What you should do:
Pull each line containing "OutputPlanner" out of the data and copy it.

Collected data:
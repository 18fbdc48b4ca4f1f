//! Batch orchestration.
//!
//! A submitted batch gets a fixed number of worker tasks draining a
//! pre-filled queue. Workers record outcomes into the batch's report; a
//! driver task joins the workers, settles anything left unfinished and
//! marks the batch complete.

mod batch;
mod config;
mod signal;
mod worker;

use std::collections::HashMap;
use std::fmt;
use std::path::PathBuf;
use std::sync::{Arc, Mutex};

use futures_util::future::join_all;
use log::{error, info};
use serde::{Deserialize, Serialize};

use crate::config::schema::Config;
use crate::error::{BatchError, ConversionError};
use crate::process::{ProcessRunner, TokioProcessRunner};
use crate::progress::{NoopProgress, ProgressReporter};
use crate::registry::ConverterRegistry;
use crate::report::ResultReport;
use crate::storage::OutputPlanner;
use crate::task::ConversionTask;

pub use batch::BatchHandle;
pub use config::BatchConfig;
pub use signal::Signal;

use batch::BatchState;
use worker::{run_worker, QueuedTask, WorkerContext};

#[derive(Debug, Clone, PartialEq, Eq, Hash, Serialize, Deserialize)]
#[serde(transparent)]
pub struct BatchId(String);

impl BatchId {
    pub fn new() -> Self {
        Self(uuid::Uuid::new_v4().to_string())
    }

    pub fn as_str(&self) -> &str {
        &self.0
    }
}

impl Default for BatchId {
    fn default() -> Self {
        Self::new()
    }
}

impl fmt::Display for BatchId {
    fn fmt(&self, f: &mut fmt::Formatter<'_>) -> fmt::Result {
        f.write_str(&self.0)
    }
}

/// Runs batches of conversions.
///
/// Submitted batches stay tracked by id until [`BatchOrchestrator::wait`]
/// returns their final report or they are dropped with
/// [`BatchOrchestrator::forget`]. Callers that only wait on the
/// [`BatchHandle`] should `forget` the id afterwards.
pub struct BatchOrchestrator {
    context: Arc<WorkerContext>,
    progress: Arc<dyn ProgressReporter>,
    batches: Mutex<HashMap<BatchId, BatchHandle>>,
}

impl BatchOrchestrator {
    pub fn new(
        registry: Arc<ConverterRegistry>,
        runner: Arc<dyn ProcessRunner>,
        config: BatchConfig,
    ) -> Self {
        Self {
            context: Arc::new(WorkerContext {
                registry,
                runner,
                config: Arc::new(config),
            }),
            progress: Arc::new(NoopProgress),
            batches: Mutex::new(HashMap::new()),
        }
    }

    /// Production setup: registry from the tool settings, real processes.
    pub fn from_config(config: &Config) -> Self {
        Self::new(
            Arc::new(ConverterRegistry::from_config(&config.tools)),
            Arc::new(TokioProcessRunner::new()),
            BatchConfig::from_config(config),
        )
    }

    pub fn with_progress(mut self, progress: Arc<dyn ProgressReporter>) -> Self {
        self.progress = progress;
        self
    }

    pub fn registry(&self) -> &ConverterRegistry {
        &self.context.registry
    }

    pub fn config(&self) -> &BatchConfig {
        &self.context.config
    }

    /// Starts converting `tasks` with at most `concurrency_limit` external
    /// processes at a time and returns immediately.
    ///
    /// Output paths are planned here, in submission order. Must be called
    /// from within a Tokio runtime.
    pub fn submit(
        &self,
        tasks: Vec<ConversionTask>,
        concurrency_limit: usize,
    ) -> Result<BatchHandle, BatchError> {
        if tasks.is_empty() {
            return Err(BatchError::EmptyBatch);
        }
        if concurrency_limit == 0 {
            return Err(BatchError::InvalidConcurrency);
        }
        let runtime =
            tokio::runtime::Handle::try_current().map_err(|_| BatchError::RuntimeUnavailable)?;

        let config = &self.context.config;
        let mut planner = OutputPlanner::new(config.conflict_policy);
        let planned: Vec<Result<PathBuf, ConversionError>> =
            tasks.iter().map(|task| planner.plan(task)).collect();

        let entries: Vec<(&ConversionTask, Option<PathBuf>)> = tasks
            .iter()
            .zip(&planned)
            .map(|(task, plan)| (task, plan.as_ref().ok().cloned()))
            .collect();
        let report = ResultReport::new(BatchId::new(), &entries);
        let state = Arc::new(BatchState::new(report, Arc::clone(&self.progress)));
        let batch_id = state.id().clone();

        let task_count = tasks.len();
        let worker_count = config.effective_workers(concurrency_limit, task_count);

        let (sender, receiver) = crossbeam_channel::bounded::<QueuedTask>(task_count);
        for (index, (task, planned_output)) in tasks.into_iter().zip(planned).enumerate() {
            if let Err(e) = sender.send(QueuedTask {
                index,
                task,
                planned_output,
            }) {
                // The slot stays pending and is settled when the batch ends.
                error!("Batch {}: failed to queue task {}: {}", batch_id, index, e);
            }
        }
        drop(sender);

        let workers: Vec<_> = (0..worker_count)
            .map(|worker_id| {
                runtime.spawn(run_worker(
                    worker_id,
                    receiver.clone(),
                    Arc::clone(&state),
                    Arc::clone(&self.context),
                ))
            })
            .collect();
        drop(receiver);

        info!(
            "Batch {} submitted: {} tasks, {} workers",
            batch_id, task_count, worker_count
        );

        let driver_state = Arc::clone(&state);
        runtime.spawn(async move {
            for (worker_id, result) in join_all(workers).await.into_iter().enumerate() {
                if let Err(e) = result {
                    error!(
                        "Batch {}: worker {} panicked: {}",
                        driver_state.id(),
                        worker_id,
                        e
                    );
                }
            }
            driver_state.finalize();
        });

        let handle = BatchHandle::new(state);
        self.batches
            .lock()
            .unwrap_or_else(|e| e.into_inner())
            .insert(batch_id, handle.clone());

        Ok(handle)
    }

    pub fn handle(&self, batch_id: &BatchId) -> Result<BatchHandle, BatchError> {
        self.batches
            .lock()
            .unwrap_or_else(|e| e.into_inner())
            .get(batch_id)
            .cloned()
            .ok_or_else(|| BatchError::UnknownBatch(batch_id.clone()))
    }

    /// Snapshot of the batch's report; never waits for running tasks.
    pub fn progress(&self, batch_id: &BatchId) -> Result<ResultReport, BatchError> {
        Ok(self.handle(batch_id)?.progress())
    }

    pub fn cancel(&self, batch_id: &BatchId) -> Result<(), BatchError> {
        self.handle(batch_id)?.cancel();
        Ok(())
    }

    /// Waits for the batch to finish, hands back its final report and stops
    /// tracking it. Handles cloned earlier keep working.
    pub async fn wait(&self, batch_id: &BatchId) -> Result<ResultReport, BatchError> {
        let handle = self.handle(batch_id)?;
        let report = handle.wait().await;
        self.forget(batch_id);
        Ok(report)
    }

    /// Number of batches currently tracked.
    pub fn tracked(&self) -> usize {
        self.batches.lock().unwrap_or_else(|e| e.into_inner()).len()
    }

    /// Stops tracking a batch. Existing handles keep working.
    pub fn forget(&self, batch_id: &BatchId) -> Option<BatchHandle> {
        self.batches
            .lock()
            .unwrap_or_else(|e| e.into_inner())
            .remove(batch_id)
    }
}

Solution to this exercise:
use crate::storage::OutputPlanner;
        let mut planner = OutputPlanner::new(config.conflict_policy);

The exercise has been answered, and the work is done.